[Opening Given data section]
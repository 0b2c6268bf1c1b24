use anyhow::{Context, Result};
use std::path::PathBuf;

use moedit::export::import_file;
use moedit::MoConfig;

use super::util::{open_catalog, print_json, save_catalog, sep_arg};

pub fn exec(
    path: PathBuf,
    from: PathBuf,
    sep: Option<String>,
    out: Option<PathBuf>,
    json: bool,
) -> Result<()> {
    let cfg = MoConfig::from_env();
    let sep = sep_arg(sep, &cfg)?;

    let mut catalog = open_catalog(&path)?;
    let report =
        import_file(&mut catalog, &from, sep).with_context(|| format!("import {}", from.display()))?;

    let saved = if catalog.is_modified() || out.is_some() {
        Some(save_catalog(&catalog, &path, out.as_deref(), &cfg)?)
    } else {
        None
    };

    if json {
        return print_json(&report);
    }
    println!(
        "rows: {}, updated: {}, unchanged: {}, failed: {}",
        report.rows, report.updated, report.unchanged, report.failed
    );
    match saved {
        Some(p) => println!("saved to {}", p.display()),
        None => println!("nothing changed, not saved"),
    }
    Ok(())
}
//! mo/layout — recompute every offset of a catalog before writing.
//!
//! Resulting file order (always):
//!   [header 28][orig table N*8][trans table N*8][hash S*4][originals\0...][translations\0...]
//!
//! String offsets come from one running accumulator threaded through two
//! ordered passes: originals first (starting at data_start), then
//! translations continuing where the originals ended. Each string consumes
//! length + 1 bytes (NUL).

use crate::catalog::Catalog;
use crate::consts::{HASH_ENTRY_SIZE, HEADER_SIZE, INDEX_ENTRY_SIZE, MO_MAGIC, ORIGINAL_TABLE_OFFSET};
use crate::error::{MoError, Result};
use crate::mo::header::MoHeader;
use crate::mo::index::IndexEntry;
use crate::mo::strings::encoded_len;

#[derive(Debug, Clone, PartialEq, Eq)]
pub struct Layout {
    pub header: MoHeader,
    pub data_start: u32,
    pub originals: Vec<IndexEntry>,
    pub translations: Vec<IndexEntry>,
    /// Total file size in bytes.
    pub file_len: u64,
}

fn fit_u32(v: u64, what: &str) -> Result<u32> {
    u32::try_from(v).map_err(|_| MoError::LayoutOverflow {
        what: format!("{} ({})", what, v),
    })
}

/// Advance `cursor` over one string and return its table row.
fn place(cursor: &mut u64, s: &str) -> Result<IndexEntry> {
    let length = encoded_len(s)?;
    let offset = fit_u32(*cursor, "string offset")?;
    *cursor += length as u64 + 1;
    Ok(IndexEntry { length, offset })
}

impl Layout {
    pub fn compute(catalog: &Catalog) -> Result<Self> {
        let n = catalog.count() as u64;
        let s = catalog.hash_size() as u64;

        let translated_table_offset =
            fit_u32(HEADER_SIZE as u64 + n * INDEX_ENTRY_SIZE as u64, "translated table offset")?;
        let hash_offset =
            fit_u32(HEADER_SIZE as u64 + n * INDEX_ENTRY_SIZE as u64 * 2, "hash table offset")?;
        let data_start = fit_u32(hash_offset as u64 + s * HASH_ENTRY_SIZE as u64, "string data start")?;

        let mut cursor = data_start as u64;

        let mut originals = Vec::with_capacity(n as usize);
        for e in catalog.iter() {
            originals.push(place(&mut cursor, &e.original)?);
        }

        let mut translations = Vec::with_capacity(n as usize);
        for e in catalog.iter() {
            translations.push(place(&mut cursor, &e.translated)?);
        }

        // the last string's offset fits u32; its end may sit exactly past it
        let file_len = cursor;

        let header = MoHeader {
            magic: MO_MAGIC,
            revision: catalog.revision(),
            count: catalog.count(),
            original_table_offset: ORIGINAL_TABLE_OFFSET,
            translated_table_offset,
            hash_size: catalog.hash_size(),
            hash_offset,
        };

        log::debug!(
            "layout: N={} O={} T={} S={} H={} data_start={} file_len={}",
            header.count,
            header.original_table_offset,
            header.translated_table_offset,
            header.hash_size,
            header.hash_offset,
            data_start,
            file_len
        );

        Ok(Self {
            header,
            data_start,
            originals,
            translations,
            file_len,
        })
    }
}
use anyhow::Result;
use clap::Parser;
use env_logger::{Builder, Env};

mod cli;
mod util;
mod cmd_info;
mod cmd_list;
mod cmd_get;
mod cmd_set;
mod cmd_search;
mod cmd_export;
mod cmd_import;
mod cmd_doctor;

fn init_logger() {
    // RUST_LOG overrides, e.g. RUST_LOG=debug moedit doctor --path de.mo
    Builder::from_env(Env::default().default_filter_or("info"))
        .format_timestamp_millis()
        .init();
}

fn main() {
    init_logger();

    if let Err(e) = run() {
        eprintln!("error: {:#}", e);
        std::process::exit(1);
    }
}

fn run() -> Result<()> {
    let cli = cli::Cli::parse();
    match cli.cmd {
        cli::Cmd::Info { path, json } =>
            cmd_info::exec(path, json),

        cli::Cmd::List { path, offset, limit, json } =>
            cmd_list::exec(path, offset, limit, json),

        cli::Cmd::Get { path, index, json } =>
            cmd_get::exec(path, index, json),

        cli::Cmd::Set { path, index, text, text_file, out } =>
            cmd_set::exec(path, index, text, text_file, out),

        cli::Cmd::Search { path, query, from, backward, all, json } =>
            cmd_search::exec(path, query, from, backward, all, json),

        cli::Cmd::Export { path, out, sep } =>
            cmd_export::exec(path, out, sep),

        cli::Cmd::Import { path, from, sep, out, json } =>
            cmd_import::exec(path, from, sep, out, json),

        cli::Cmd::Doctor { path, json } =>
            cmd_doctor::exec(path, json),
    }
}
[Closing Given data section]
[Opening Given data section]
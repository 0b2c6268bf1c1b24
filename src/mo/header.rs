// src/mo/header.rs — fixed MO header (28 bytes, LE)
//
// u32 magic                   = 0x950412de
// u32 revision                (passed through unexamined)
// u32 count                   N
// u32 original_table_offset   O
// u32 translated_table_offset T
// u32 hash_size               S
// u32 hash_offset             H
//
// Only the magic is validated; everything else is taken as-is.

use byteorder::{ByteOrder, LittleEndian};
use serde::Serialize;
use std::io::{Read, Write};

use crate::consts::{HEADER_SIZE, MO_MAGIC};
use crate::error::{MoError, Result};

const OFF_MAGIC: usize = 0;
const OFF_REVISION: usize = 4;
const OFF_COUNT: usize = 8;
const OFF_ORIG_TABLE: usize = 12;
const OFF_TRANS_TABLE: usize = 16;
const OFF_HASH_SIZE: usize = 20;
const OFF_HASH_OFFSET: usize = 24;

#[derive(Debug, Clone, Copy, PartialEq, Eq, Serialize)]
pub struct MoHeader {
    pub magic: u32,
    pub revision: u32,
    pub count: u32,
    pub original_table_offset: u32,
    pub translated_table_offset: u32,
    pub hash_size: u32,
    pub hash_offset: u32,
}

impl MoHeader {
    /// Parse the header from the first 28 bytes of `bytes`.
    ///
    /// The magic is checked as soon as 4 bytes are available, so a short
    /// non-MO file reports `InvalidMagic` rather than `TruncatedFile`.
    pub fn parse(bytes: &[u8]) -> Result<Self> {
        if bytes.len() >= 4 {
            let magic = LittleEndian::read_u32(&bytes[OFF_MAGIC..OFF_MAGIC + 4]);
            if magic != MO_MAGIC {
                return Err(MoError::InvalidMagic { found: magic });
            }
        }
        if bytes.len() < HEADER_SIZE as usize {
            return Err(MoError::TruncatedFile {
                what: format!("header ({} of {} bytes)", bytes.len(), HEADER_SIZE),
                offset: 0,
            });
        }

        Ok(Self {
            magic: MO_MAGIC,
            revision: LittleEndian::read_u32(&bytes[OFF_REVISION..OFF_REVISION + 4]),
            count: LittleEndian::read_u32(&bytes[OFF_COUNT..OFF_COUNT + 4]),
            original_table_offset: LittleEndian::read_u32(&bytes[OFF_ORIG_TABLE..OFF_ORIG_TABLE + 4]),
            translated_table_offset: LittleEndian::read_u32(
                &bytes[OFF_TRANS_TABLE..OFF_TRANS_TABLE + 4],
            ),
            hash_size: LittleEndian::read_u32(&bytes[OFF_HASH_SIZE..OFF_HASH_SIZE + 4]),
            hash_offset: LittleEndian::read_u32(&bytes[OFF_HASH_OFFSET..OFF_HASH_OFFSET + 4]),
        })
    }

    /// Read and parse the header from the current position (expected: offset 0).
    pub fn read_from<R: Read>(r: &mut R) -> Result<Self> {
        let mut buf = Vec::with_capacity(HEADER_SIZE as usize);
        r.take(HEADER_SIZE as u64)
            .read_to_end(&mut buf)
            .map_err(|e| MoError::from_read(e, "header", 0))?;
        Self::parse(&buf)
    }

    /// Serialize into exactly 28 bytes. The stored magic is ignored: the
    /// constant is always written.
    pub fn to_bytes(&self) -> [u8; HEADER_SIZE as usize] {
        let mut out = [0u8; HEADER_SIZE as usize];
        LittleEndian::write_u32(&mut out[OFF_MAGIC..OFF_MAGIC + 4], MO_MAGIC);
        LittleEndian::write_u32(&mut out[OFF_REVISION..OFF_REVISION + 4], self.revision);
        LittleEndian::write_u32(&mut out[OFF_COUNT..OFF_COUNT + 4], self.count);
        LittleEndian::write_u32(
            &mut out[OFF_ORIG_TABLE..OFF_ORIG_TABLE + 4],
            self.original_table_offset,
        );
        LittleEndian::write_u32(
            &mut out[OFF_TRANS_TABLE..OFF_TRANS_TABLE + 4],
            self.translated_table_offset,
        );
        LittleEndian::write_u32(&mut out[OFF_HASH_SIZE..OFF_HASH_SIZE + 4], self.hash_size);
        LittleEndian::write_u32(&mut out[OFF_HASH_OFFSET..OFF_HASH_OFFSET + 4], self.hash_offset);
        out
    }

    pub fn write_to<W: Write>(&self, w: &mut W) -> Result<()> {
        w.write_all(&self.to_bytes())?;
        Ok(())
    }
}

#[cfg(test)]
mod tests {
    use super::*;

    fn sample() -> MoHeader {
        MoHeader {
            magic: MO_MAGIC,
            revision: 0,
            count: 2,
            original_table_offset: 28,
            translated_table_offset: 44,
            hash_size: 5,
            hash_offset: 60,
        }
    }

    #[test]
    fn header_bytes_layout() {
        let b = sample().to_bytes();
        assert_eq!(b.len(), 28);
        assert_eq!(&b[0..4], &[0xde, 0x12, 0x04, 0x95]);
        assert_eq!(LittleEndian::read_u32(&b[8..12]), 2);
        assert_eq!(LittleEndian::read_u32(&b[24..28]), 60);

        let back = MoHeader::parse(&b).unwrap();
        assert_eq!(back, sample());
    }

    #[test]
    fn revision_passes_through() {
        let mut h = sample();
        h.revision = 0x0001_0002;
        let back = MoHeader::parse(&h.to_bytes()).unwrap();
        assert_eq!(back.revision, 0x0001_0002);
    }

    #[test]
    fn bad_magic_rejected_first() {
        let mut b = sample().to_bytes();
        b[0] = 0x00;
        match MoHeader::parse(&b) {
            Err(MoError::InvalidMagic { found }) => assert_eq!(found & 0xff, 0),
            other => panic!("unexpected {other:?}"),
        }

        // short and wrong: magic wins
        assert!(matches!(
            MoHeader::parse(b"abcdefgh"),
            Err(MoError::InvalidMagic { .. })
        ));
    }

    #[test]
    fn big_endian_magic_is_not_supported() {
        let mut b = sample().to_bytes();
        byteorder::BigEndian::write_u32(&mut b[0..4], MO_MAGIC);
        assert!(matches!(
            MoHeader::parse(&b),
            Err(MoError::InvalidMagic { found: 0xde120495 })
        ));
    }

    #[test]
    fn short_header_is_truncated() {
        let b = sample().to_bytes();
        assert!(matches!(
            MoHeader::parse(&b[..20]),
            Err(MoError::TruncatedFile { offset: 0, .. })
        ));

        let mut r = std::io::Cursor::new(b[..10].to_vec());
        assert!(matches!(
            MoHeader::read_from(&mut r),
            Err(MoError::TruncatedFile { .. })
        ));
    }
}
[Closing Given data section]
What you should do: If a line above holds the string "Option", return it as it stands.

Output for this exercise:
    sep: Option<String>,
    out: Option<PathBuf>,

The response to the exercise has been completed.